The software that provides the Net surfer with passage from one server to another or access to various resources on the Web, could also play a role. From a technical point of view, filtering might be implemented through the installation of a module on the user's system (a plug-in). [But] the user could then change the software, or not install the module, which would limit the effectiveness of this solution. Filtering implemented at the operating system level could in this respect appear more effective, because it would be built-in to the computer. Moreover, there would be fewer actors that would need mobilising, although they would be foreign companies, which raises the issue of voluntary contributions by industry players to French regulatory efforts.
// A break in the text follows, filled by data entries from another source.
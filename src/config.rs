//! Job options: the enum-typed knobs the command layer cooks for us.

use std::{fs, io};

use anyhow::{Context, Result};
use camino::Utf8Path;
use jiff::Timestamp;
use serde_derive::Deserialize;

use crate::errors::Error;
use crate::location::{Location, LocationLevel, location_level};
use crate::sidecar::HashMode;
use crate::sync::CfdMode;

#[derive(Debug, Copy, Clone, Default, Eq, PartialEq, Deserialize)]
pub enum SymlinkHandling {
    /// Skip symlinks entirely.
    #[default]
    None,
    /// Emit them as symlink entities.
    Preserve,
    /// Resolve them and descend into their targets.
    Follow,
}

#[derive(Debug, Copy, Clone, Default, Eq, PartialEq, Deserialize)]
pub enum HardlinkHandling {
    /// Treat hard links as regular files, with a warning per link.
    #[default]
    Follow,
    /// Emit them as hardlink entities.
    Preserve,
}

#[derive(Debug, Copy, Clone, Default, Eq, PartialEq, Deserialize)]
pub enum DeleteDestination {
    #[default]
    False,
    True,
    Prompt,
}

#[derive(Debug, Clone, Deserialize)]
#[serde(default, rename_all = "camelCase", deny_unknown_fields)]
pub struct JobOptions {
    pub symlink_handling: SymlinkHandling,
    pub hardlink_handling: HardlinkHandling,
    pub hash_mode: HashMode,
    pub cfd_mode: CfdMode,
    pub metadata_only_sync: bool,
    pub delete_destination: DeleteDestination,
    pub max_index_memory_gb: u32,
    pub last_sync_time: Option<Timestamp>,
    pub include_directory_stubs: bool,
    pub include_deleted: bool,
    pub include_snapshot: bool,
    pub include_version: bool,
    pub preserve_permissions: bool,
    pub preserve_owner: bool,
    pub preserve_info: bool,
    pub is_recursive: bool,
}

impl Default for JobOptions {
    fn default() -> Self {
        Self {
            symlink_handling: SymlinkHandling::default(),
            hardlink_handling: HardlinkHandling::default(),
            hash_mode: HashMode::default(),
            cfd_mode: CfdMode::default(),
            metadata_only_sync: false,
            delete_destination: DeleteDestination::default(),
            max_index_memory_gb: 2,
            last_sync_time: None,
            include_directory_stubs: false,
            include_deleted: false,
            include_snapshot: false,
            include_version: false,
            preserve_permissions: false,
            preserve_owner: false,
            preserve_info: false,
            is_recursive: true,
        }
    }
}

impl JobOptions {
    pub fn max_index_bytes(&self) -> u64 {
        u64::from(self.max_index_memory_gb) * 1024 * 1024 * 1024
    }

    /// Cook-time rejection of option/resource combinations that can't work.
    /// Everything here fails before enumeration starts.
    pub fn validate(&self, source: &str, source_loc: Location, destination: &str) -> Result<()> {
        if location_level(source, source_loc, true) == LocationLevel::Service {
            return Err(Error::ConfigurationInvalid(format!(
                "{source} names a whole service; sync needs a container or below"
            ))
            .into());
        }
        if self.cfd_mode != CfdMode::TargetCompare && self.last_sync_time.is_none() {
            return Err(Error::ConfigurationInvalid(
                "change-time detection modes need a last-sync baseline".to_owned(),
            )
            .into());
        }
        if destination.is_empty() {
            return Err(
                Error::ConfigurationInvalid("destination must not be empty".to_owned()).into(),
            );
        }
        Ok(())
    }
}

/// Read options from a TOML file; a missing file just means defaults.
pub fn load(path: &Utf8Path) -> Result<JobOptions> {
    let s = match fs::read_to_string(path) {
        Err(e) if e.kind() == io::ErrorKind::NotFound => return Ok(JobOptions::default()),
        found => found,
    }
    .with_context(|| format!("Couldn't open {path}"))?;
    let opts = toml::from_str(&s).with_context(|| format!("Couldn't parse {path}"))?;
    Ok(opts)
}
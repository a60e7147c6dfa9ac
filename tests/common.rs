#![allow(dead_code)]

use std::fs::File;
use std::io::Write;
use std::path::Path;
use std::time::{Duration, SystemTime};

use anyhow::Result;
use jiff::Timestamp;

pub fn init() {
    let _ = tracing_subscriber::fmt()
        .with_test_writer()
        .with_max_level(tracing::Level::DEBUG)
        .try_init();
}

pub fn ts(second: i64) -> Timestamp {
    Timestamp::from_second(second).unwrap()
}

pub fn write_file(path: &Path, contents: &[u8]) -> Result<()> {
    if let Some(parent) = path.parent() {
        std::fs::create_dir_all(parent)?;
    }
    let mut fh = File::create(path)?;
    fh.write_all(contents)?;
    Ok(())
}

/// Pin a file's mtime so change detection sees what we want it to.
pub fn set_mtime(path: &Path, second: u64) -> Result<()> {
    let fh = File::options().write(true).open(path)?;
    fh.set_modified(SystemTime::UNIX_EPOCH + Duration::from_secs(second))?;
    Ok(())
}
Leaving aside the issue of what Microsoft or Apple might think and do here, this paragraph shows a hilarious ignorance of how open source works – the idea that the French government could go to companies like Canonical or Red Hat and ask them to build automatic filtering into their products for France. Even if they were forced by law to comply, it would be pointless: people could simply strip the filtering module out of the open source code. Or, more likely, they'd download an ordinary distro from elsewhere.

If the French authorities want to continue down this insane road of attempting to filter everybody's connection at the operating system level, they would have to make free software illegal, and also to block all connections to sites offering it around the world. Clearly, this way lies madness, and shows why the whole three-strikes approach, and the idea that you can stop people from downloading unauthorised copies from the Internet, is doomed to failure.

It is also completely unnecessary. Alongside the technical illiteracy that the Hadopi report displays, it also daft from an economic viewpoint. After all, the current proposals are trying to stop people from using data lockers and streaming sites. These differ from most P2P systems in that people generally pay to use them. This proves – contrary to the copyright industry's mantra – that even people who are downloading unauthorised copies are willing to pay to access that material.

This, in its turn, shows that the problem of piracy really comes down to pricing: if the recording and film industries priced their products more reasonably – at roughly the level that people pay to access streaming and locker sites, say – then people would most likely switch, since they would be obtaining material from official, rather than unofficial sources. Indeed, we already have evidence of this: when authorised streaming services were launched in Scandinavia, the number of people downloading illegally was halved. And no wonder: often people only resort to unauthorised downloads because the copyright industries refuse to make the material available at a reasonable price, in a suitable format, or at all.

This is why the three-strikes edifice is a complete waste of money. Moreover, it will never work, because there are always ways to circumvent blocks and filtering measures if people are determined enough. Meanwhile, the collateral damage to everybody's civil liberties in terms of the surveillance that is brought in, and the move to a "guilty until proven innocent" regime, is enormous.

It is truly scandalous that instead of telling the copyright industry to start serving customers properly, politicians in the UK and elsewhere have chosen to bring in illiberal, punitive laws that are designed to shore up ancient intellectual monopolies meant for an age of analogue scarcity, not today's digital abundance.